Ritter 01 - Die Rache des Ritters
Vielleicht war er das noch immer. Aber irgendetwas hatte ihn ernüchtert in dem Jahr, in dem er Penthurst verlassen hatte, etwas, das ihn mit plötzlicher, eindringlicher Klarheit hatte erkennen lassen, wie dumm blinder Zorn und ungezügelte Gewalt waren.
Er war betrunken gewesen und hatte sich in einer Schänke mit einem anderen Mann um irgendeine Frau gestritten, die er gerade kennengelernt hatte. Genau genommen hatte die Frau wenig zu schaffen gehabt mit Gunnars Wunsch, sich zu prügeln. Irgendetwas an der Art, wie der Mann ihn angesehen hatte – die Art, wie er sich benahm – , hatte Gunnar an d’Bussy erinnert und sofort in ihm den überwältigenden Drang ausgelöst, den Ritter in Stücke zu schlagen. Der Mann beging den Fehler, der Hure auf Gunnars Schoß zuzublinzeln, und das war genau der Vorwand, den Gunnar brauchte. Und der ihn handeln ließ.
Einige Augenblicke später war er so gefangen in seinem sinnlosen Zorn, dass er gar nicht bemerkte, wie es in der Schänke plötzlich still wurde, als ein Edelmann mit seinem Gefolge eintrat. Er hörte auch nicht die Wette, die gegen ihn abgeschlossen wurde, während dieser Adlige nur wenige Schritte von der Prügelei entfernt sein Essen genoss. Erst als sein Gegner unter ihm lag, blutend und um Schonung flehend, war Gunnar fähig, innezuhalten und seine Wut zu bezähmen. Er hörte das Klirren eines mit Münzen gut gefüllten Geldbeutels, der auf einen Tisch geworfen wurde, das Kratzen einer Bank über den Boden, das Zuschlagen der Eingangstür.
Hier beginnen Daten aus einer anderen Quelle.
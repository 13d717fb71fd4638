//! Registry mapping flavor ids to connector factories
//!
//! Two tiers: statically linked flavors, which are constructed directly, and
//! plugin packages, which are looked up by package name after alias rewriting.
//! Plugins arrive through the link-time [`FLAVOR_PLUGINS`] slice, through
//! [`FlavorRegistry::register_plugin`], and are filtered by a
//! [`PluginManifest`].

use dashmap::DashMap;
use parking_lot::RwLock;
use std::collections::{BTreeSet, HashMap, HashSet};
use std::sync::atomic::{AtomicUsize, Ordering};
use tracing::debug;

use crate::core::errors::{ChainsimError, Result};
use crate::flavor::descriptor::{FlavorDescriptor, PluginModule, FLAVOR_PLUGINS};
use crate::flavor::manifest::PluginManifest;
use crate::flavors::ethereum;

lazy_static::lazy_static! {
    /// Short names that resolve to a differently named plugin package
    static ref BUILTIN_ALIASES: HashMap<&'static str, &'static str> = {
        let mut aliases = HashMap::new();
        aliases.insert("filecoin", "chainsim-filecoin");
        aliases
    };
}

/// Outcome of resolving a flavor name
#[derive(Debug, Clone, Copy)]
pub enum Resolution {
    /// A statically linked flavor; no plugin lookup happened
    Static(&'static FlavorDescriptor),
    /// A flavor exported by a plugin package
    Plugin {
        package: &'static str,
        descriptor: &'static FlavorDescriptor,
    },
}

impl Resolution {
    pub fn descriptor(&self) -> &'static FlavorDescriptor {
        match self {
            Self::Static(descriptor) => descriptor,
            Self::Plugin { descriptor, .. } => descriptor,
        }
    }

    pub fn is_static(&self) -> bool {
        matches!(self, Self::Static(_))
    }
}

pub struct FlavorRegistry {
    statics: Vec<&'static FlavorDescriptor>,
    plugins: DashMap<String, &'static PluginModule>,
    aliases: DashMap<String, String>,
    disabled: RwLock<HashSet<String>>,
    resolution_attempts: AtomicUsize,
}

impl FlavorRegistry {
    /// Registry with the default flavor, the built-in aliases and every
    /// plugin linked into the binary
    pub fn new() -> Self {
        let registry = Self::empty().with_static(&ethereum::DESCRIPTOR);
        for (short, package) in BUILTIN_ALIASES.iter() {
            registry.add_alias(*short, *package);
        }
        for module in FLAVOR_PLUGINS.iter() {
            if let Err(e) = registry.register_plugin(module) {
                tracing::warn!(package = module.package, error = %e, "Skipping linked plugin");
            }
        }
        registry
    }

    /// Registry without any flavors or aliases
    pub fn empty() -> Self {
        Self {
            statics: Vec::new(),
            plugins: DashMap::new(),
            aliases: DashMap::new(),
            disabled: RwLock::new(HashSet::new()),
            resolution_attempts: AtomicUsize::new(0),
        }
    }

    /// Add a statically linked flavor
    pub fn with_static(mut self, descriptor: &'static FlavorDescriptor) -> Self {
        self.statics.push(descriptor);
        self
    }

    pub fn register_plugin(&self, module: &'static PluginModule) -> Result<()> {
        if self.plugins.contains_key(module.package) {
            return Err(ChainsimError::configuration(format!(
                "plugin package '{}' already registered",
                module.package
            )));
        }
        self.plugins.insert(module.package.to_string(), module);
        if let Some(descriptor) = module.exported() {
            for name in std::iter::once(descriptor.id).chain(descriptor.aliases.iter().copied()) {
                if name != module.package {
                    self.aliases
                        .entry(name.to_string())
                        .or_insert_with(|| module.package.to_string());
                }
            }
        }
        debug!(package = module.package, "Registered flavor plugin");
        Ok(())
    }

    pub fn add_alias(&self, short: impl Into<String>, package: impl Into<String>) {
        self.aliases.insert(short.into(), package.into());
    }

    pub fn apply_manifest(&self, manifest: &PluginManifest) {
        for (short, package) in &manifest.aliases {
            self.add_alias(short.clone(), package.clone());
        }
        self.disabled.write().extend(manifest.disabled.iter().cloned());
    }

    /// Package name a flavor resolves to after alias rewriting
    pub fn package_for(&self, flavor: &str) -> String {
        self.aliases
            .get(flavor)
            .map(|package| package.value().clone())
            .unwrap_or_else(|| flavor.to_string())
    }

    pub fn static_flavor(&self, name: &str) -> Option<&'static FlavorDescriptor> {
        self.statics
            .iter()
            .copied()
            .find(|descriptor| descriptor.answers_to(name))
    }

    /// Resolve a flavor name.
    ///
    /// Static flavors short-circuit. Otherwise the name is rewritten through
    /// the alias table and looked up as a plugin package: an unknown or
    /// disabled package yields `FlavorNotInstalled`, a package that exports no
    /// descriptor yields `FlavorMalformed`.
    pub fn resolve(&self, flavor: &str) -> Result<Resolution> {
        if let Some(descriptor) = self.static_flavor(flavor) {
            return Ok(Resolution::Static(descriptor));
        }

        self.resolution_attempts.fetch_add(1, Ordering::SeqCst);
        let package = self.package_for(flavor);
        debug!(flavor, package = %package, "Resolving flavor plugin");

        if self.disabled.read().contains(&package) {
            return Err(ChainsimError::flavor_not_installed(flavor, package));
        }
        let module = match self.plugins.get(&package) {
            Some(module) => *module.value(),
            None => return Err(ChainsimError::flavor_not_installed(flavor, package)),
        };
        let descriptor = module.exported().ok_or_else(|| {
            ChainsimError::flavor_malformed(
                flavor,
                format!("package '{}' does not export a connector", package),
            )
        })?;
        Ok(Resolution::Plugin {
            package: module.package,
            descriptor,
        })
    }

    /// Number of plugin lookups performed so far
    pub fn resolution_attempts(&self) -> usize {
        self.resolution_attempts.load(Ordering::SeqCst)
    }

    /// Static flavor ids and enabled plugin packages, sorted
    pub fn flavors(&self) -> Vec<String> {
        let disabled = self.disabled.read();
        let mut names: BTreeSet<String> = self.statics.iter().map(|d| d.id.to_string()).collect();
        names.extend(
            self.plugins
                .iter()
                .map(|entry| entry.key().clone())
                .filter(|package| !disabled.contains(package)),
        );
        names.into_iter().collect()
    }
}

impl Default for FlavorRegistry {
    fn default() -> Self {
        Self::new()
    }
}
Doch da war es schon zu spät.
Jemand klopfte ihm auf die Schulter und schob ihm einen Krug hin. »Hier, der geht auf d’Bussy.«
Gunnar fuhr herum, sicher, dass er sich verhört haben musste. »Was – ?«
»Baron d’Bussy«, bestätigte der Wirt. »Er hat gesagt, dass Ihr in seinen Augen wie ein Mann voller Todessehnsucht ausseht, und er hat gegen Euch gewettet. Zwölf Deniers hat er an mich verloren. War nicht allzu glücklich, sein Geld zu verlieren. Ich kann Euch sagen, dass – «
Aber Gunnar hörte nicht mehr zu. Er schob den Krug zur Seite und rannte zur Tür, stieß sie auf und stürzte hinaus in den mitternächtlichen Regen. Er kam zu spät. Die Hufschläge von d’Bussys Reiterschar waren nur noch von ferne zu hören, im Sturm kaum noch auszumachen. Sein Feind war in greifbarer Nähe gewesen, und jetzt war er fort. Eine verpasste Gelegenheit, eine Gelegenheit, die sich vielleicht nie wieder ergeben würde.
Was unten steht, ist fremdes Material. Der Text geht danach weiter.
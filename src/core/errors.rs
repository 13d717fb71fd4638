use serde::{Deserialize, Serialize};
use serde_json::Value;
use thiserror::Error;

/// JSON-RPC code reported for unknown or disallowed methods.
pub const METHOD_NOT_FOUND_CODE: i32 = -32601;
/// JSON-RPC code reported for everything that is not the flavor's own error.
pub const INTERNAL_ERROR_CODE: i32 = -32603;

/// Error value produced by a flavor while handling a request.
///
/// The core never inspects or rewrites it; it reaches the caller exactly as the
/// connector returned it.
#[derive(Debug, Clone, PartialEq, Error, Serialize, Deserialize)]
#[error("{message}")]
pub struct ConnectorError {
    pub code: i32,
    pub message: String,
    #[serde(skip_serializing_if = "Option::is_none")]
    pub data: Option<Value>,
}

impl ConnectorError {
    pub fn new<S: Into<String>>(code: i32, message: S) -> Self {
        Self {
            code,
            message: message.into(),
            data: None,
        }
    }

    /// Server-defined error in the JSON-RPC `-32000` range
    pub fn server<S: Into<String>>(message: S) -> Self {
        Self::new(-32000, message)
    }

    /// Invalid params (`-32602`)
    pub fn invalid_params<S: Into<String>>(message: S) -> Self {
        Self::new(-32602, message)
    }

    pub fn with_data(mut self, data: Value) -> Self {
        self.data = Some(data);
        self
    }
}

/// Unified error type for the chainsim core
#[derive(Debug, Error)]
pub enum ChainsimError {
    /// The method is not part of the connected flavor's method table
    #[error("The method {method} does not exist/is not available")]
    MethodNotFound { method: String },

    /// The method exists but the flavor forbids calling it
    #[error("The method {method} is not allowed")]
    MethodNotAllowed { method: String },

    /// The request coordinator was stopped
    #[error("Request coordinator is stopped: cannot {operation}")]
    CoordinatorStopped { operation: String },

    /// The connector failed to become ready
    #[error("Connector failed to start: {message}")]
    StartupFailed { message: String },

    /// No installed plugin provides the requested flavor
    #[error("Could not find flavor \"{flavor}\" (package {package})")]
    FlavorNotInstalled { flavor: String, package: String },

    /// A plugin was found but does not export a connector
    #[error("Flavor \"{flavor}\" is malformed: {message}")]
    FlavorMalformed { flavor: String, message: String },

    /// The loader already produced a connector for this process
    #[error("A connector for flavor \"{flavor}\" has already been loaded")]
    AlreadyLoaded { flavor: String },

    /// Options rejected by the flavor's option schema
    #[error("Invalid options for flavor \"{flavor}\": {}", .errors.join("; "))]
    InvalidOptions { flavor: String, errors: Vec<String> },

    /// Configuration errors
    #[error("Configuration error: {message}")]
    Configuration {
        message: String,
        field: Option<String>,
    },

    /// Error returned by the connector itself
    #[error(transparent)]
    Connector(#[from] ConnectorError),

    /// Serialization errors
    #[error("Serialization failed: {format}")]
    Serialization {
        format: String,
        #[source]
        source: Box<dyn std::error::Error + Send + Sync>,
    },

    /// IO errors
    #[error("IO operation failed: {operation}")]
    Io {
        operation: String,
        #[source]
        source: std::io::Error,
    },

    /// Generic internal errors
    #[error("Internal error: {message}")]
    Internal { message: String },
}

impl ChainsimError {
    pub fn method_not_found<S: Into<String>>(method: S) -> Self {
        Self::MethodNotFound {
            method: method.into(),
        }
    }

    pub fn method_not_allowed<S: Into<String>>(method: S) -> Self {
        Self::MethodNotAllowed {
            method: method.into(),
        }
    }

    pub fn stopped<S: Into<String>>(operation: S) -> Self {
        Self::CoordinatorStopped {
            operation: operation.into(),
        }
    }

    pub fn startup_failed<S: Into<String>>(message: S) -> Self {
        Self::StartupFailed {
            message: message.into(),
        }
    }

    pub fn flavor_not_installed<F: Into<String>, P: Into<String>>(flavor: F, package: P) -> Self {
        Self::FlavorNotInstalled {
            flavor: flavor.into(),
            package: package.into(),
        }
    }

    pub fn flavor_malformed<F: Into<String>, M: Into<String>>(flavor: F, message: M) -> Self {
        Self::FlavorMalformed {
            flavor: flavor.into(),
            message: message.into(),
        }
    }

    /// Create a configuration error
    pub fn configuration<S: Into<String>>(message: S) -> Self {
        Self::Configuration {
            message: message.into(),
            field: None,
        }
    }

    /// Create a configuration error pointing at a field
    pub fn configuration_field<S: Into<String>, F: Into<String>>(message: S, field: F) -> Self {
        Self::Configuration {
            message: message.into(),
            field: Some(field.into()),
        }
    }

    pub fn serialization<S: Into<String>, E: std::error::Error + Send + Sync + 'static>(
        format: S,
        source: E,
    ) -> Self {
        Self::Serialization {
            format: format.into(),
            source: Box::new(source),
        }
    }

    pub fn io<S: Into<String>>(operation: S, source: std::io::Error) -> Self {
        Self::Io {
            operation: operation.into(),
            source,
        }
    }

    pub fn internal<S: Into<String>>(message: S) -> Self {
        Self::Internal {
            message: message.into(),
        }
    }

    /// Whether the process should terminate instead of handing the error to a caller.
    ///
    /// Only a missing flavor qualifies: it is a deployment problem, not something
    /// a running caller can recover from.
    pub fn is_fatal(&self) -> bool {
        matches!(self, Self::FlavorNotInstalled { .. })
    }

    /// JSON-RPC error code used when the error is sent back over the wire
    pub fn rpc_code(&self) -> i32 {
        match self {
            Self::MethodNotFound { .. } | Self::MethodNotAllowed { .. } => METHOD_NOT_FOUND_CODE,
            Self::Connector(err) => err.code,
            _ => INTERNAL_ERROR_CODE,
        }
    }

    /// Get error category for logging
    pub fn category(&self) -> &'static str {
        match self {
            Self::MethodNotFound { .. } | Self::MethodNotAllowed { .. } => "method",
            Self::CoordinatorStopped { .. } => "stopped",
            Self::StartupFailed { .. } => "startup",
            Self::FlavorNotInstalled { .. }
            | Self::FlavorMalformed { .. }
            | Self::AlreadyLoaded { .. } => "flavor",
            Self::InvalidOptions { .. } | Self::Configuration { .. } => "configuration",
            Self::Connector(_) => "connector",
            Self::Serialization { .. } => "serialization",
            Self::Io { .. } => "io",
            Self::Internal { .. } => "internal",
        }
    }
}

/// Result type alias for convenience
pub type Result<T> = std::result::Result<T, ChainsimError>;

impl From<std::io::Error> for ChainsimError {
    fn from(err: std::io::Error) -> Self {
        Self::io("io_operation", err)
    }
}

impl From<serde_json::Error> for ChainsimError {
    fn from(err: serde_json::Error) -> Self {
        Self::serialization("json", err)
    }
}

impl From<serde_yaml::Error> for ChainsimError {
    fn from(err: serde_yaml::Error) -> Self {
        Self::serialization("yaml", err)
    }
}

impl From<anyhow::Error> for ChainsimError {
    fn from(err: anyhow::Error) -> Self {
        Self::internal(err.to_string())
    }
}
In jenem Moment kam das zornerfüllte Tier in Gunnar zur Besinnung. Jetzt war es eine weit zurückliegende Erinnerung, ein Biest, gehalten von festen Zügeln, denn zornig zu sein bedeutete zu fühlen, und zu fühlen bedeutete schwach zu sein, verletzbar zu sein und Fehler zu machen. Und deshalb wollte Gunnar nichts mehr fühlen und erkor die Gefühllosigkeit zu seiner Meisterin, seiner Maxime.
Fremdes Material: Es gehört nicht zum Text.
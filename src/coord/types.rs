//! Policy and state types for the request coordinator

use serde::{Deserialize, Serialize};
use std::fmt;

/// How many requests may be inside the connector at the same time
#[derive(Clone, Copy, Debug, PartialEq, Eq, Serialize, Deserialize)]
#[serde(rename_all = "snake_case")]
pub enum ConcurrencyPolicy {
    /// At most one request in flight
    Serialized,
    /// No limit; every request is admitted as soon as the coordinator is open
    Unbounded,
    /// At most `n` requests in flight
    Limited(usize),
}

impl ConcurrencyPolicy {
    /// Build a policy from a numeric limit where `0` means "no limit"
    pub fn from_limit(limit: usize) -> Self {
        match limit {
            0 => Self::Unbounded,
            1 => Self::Serialized,
            n => Self::Limited(n),
        }
    }

    /// Map the `asyncRequestProcessing` flag to a policy
    pub fn from_async_processing(async_request_processing: bool) -> Self {
        if async_request_processing {
            Self::Unbounded
        } else {
            Self::Serialized
        }
    }

    /// Number of admission slots, `None` when unbounded
    pub fn limit(&self) -> Option<usize> {
        match self {
            Self::Serialized => Some(1),
            Self::Unbounded => None,
            Self::Limited(0) => None,
            Self::Limited(n) => Some(*n),
        }
    }
}

impl Default for ConcurrencyPolicy {
    fn default() -> Self {
        Self::Unbounded
    }
}

impl fmt::Display for ConcurrencyPolicy {
    fn fmt(&self, f: &mut fmt::Formatter<'_>) -> fmt::Result {
        match self {
            Self::Serialized => write!(f, "serialized"),
            Self::Unbounded => write!(f, "unbounded"),
            Self::Limited(n) => write!(f, "limited({})", n),
        }
    }
}

/// Lifecycle of a request coordinator.
///
/// `Blocked -> Open -> Stopped`; `Stopped` is terminal and may also be entered
/// directly from `Blocked`.
#[derive(Clone, Copy, Debug, PartialEq, Eq, Serialize, Deserialize)]
#[serde(rename_all = "snake_case")]
pub enum CoordinatorState {
    Blocked,
    Open,
    Stopped,
}

impl fmt::Display for CoordinatorState {
    fn fmt(&self, f: &mut fmt::Formatter<'_>) -> fmt::Result {
        let name = match self {
            Self::Blocked => "blocked",
            Self::Open => "open",
            Self::Stopped => "stopped",
        };
        f.write_str(name)
    }
}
Zumindest wiederholte er sich das immer wieder in seinem Kopf, während der Siegelring seines Vaters ihm in die Haut seiner geballten Faust schnitt.
Merrick starrte Gunnar an, als dieser endlich den Kopf hob und seinen Blick erwiderte. Sein Ton war nachdenklich geworden, mitfühlend. »Deine Familie zu verlieren, dein Heim … es kann nicht leicht für dich gewesen sein, besonders da du noch so jung warst.«
Es war nicht leicht gewesen. Aber Gunnar wollte jetzt nicht darüber nachdenken. Er musste nicht an den schwachen, schluchzenden Jungen erinnert werden, dem d’Bussy an jenem Tag auf Wynbrooke begegnet war, oder an den Narren, der den Baron sich nicht nur einmal, sondern zweimal durch die Finger hatte schlüpfen lassen: in der Schänke und dann wieder bei dem Turnier. »Die Vergangenheit ist … «
Er wollte sagen, dass die Vergangenheit vergessen und vorbei sei, aber die Wahrheit war weit davon entfernt. Die Vergangenheit würde lebendig sein, bis d’Bussys Leben ein Ende gesetzt worden war. »Vergangenheit ist Vergangenheit«, sagte Gunnar stattdessen brüsk, dann stürzte er den Rest Wein in seinem Becher in einem großen Schluck herunter und erhob sich, war bereit zum Aufbruch.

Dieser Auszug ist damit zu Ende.